┌─ Extracted material
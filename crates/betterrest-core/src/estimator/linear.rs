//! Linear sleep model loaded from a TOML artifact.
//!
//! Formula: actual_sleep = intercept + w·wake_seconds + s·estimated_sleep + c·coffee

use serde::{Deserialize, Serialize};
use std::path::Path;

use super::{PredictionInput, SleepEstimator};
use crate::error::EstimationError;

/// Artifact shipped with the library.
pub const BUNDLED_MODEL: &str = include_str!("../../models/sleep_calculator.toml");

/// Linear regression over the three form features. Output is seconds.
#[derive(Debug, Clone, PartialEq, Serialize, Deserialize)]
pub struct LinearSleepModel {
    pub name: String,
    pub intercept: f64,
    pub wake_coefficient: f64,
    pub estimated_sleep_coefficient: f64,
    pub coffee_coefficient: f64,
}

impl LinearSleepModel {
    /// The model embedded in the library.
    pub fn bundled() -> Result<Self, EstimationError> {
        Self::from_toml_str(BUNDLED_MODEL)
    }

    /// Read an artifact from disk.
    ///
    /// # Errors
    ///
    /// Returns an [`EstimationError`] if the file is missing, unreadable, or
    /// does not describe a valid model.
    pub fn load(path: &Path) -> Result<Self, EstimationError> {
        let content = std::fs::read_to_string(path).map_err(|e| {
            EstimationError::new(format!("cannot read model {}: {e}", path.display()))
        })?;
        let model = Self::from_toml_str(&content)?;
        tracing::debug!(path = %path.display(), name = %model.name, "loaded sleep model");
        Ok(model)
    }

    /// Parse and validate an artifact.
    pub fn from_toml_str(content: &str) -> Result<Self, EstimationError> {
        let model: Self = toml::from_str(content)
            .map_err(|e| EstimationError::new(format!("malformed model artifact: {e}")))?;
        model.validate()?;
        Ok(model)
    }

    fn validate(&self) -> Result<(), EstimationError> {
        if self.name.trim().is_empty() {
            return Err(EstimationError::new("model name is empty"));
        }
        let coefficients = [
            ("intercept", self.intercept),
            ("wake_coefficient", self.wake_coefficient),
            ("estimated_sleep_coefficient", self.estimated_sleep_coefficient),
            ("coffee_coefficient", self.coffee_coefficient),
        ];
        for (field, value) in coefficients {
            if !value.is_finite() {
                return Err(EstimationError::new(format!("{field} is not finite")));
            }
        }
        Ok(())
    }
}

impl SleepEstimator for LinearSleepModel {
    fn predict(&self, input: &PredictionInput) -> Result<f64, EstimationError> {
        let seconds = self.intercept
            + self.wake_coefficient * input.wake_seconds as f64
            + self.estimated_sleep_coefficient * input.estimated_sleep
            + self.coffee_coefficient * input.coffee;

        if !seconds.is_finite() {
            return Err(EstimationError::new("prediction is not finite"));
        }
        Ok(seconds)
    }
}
└─
* _Activity_:
Take every line from the listing above that includes the word "content" and copy it.

* _Output of the task_:
        let content = std::fs::read_to_string(path).map_err(|e| {
        let model = Self::from_toml_str(&content)?;
    pub fn from_toml_str(content: &str) -> Result<Self, EstimationError> {
        let model: Self = toml::from_str(content)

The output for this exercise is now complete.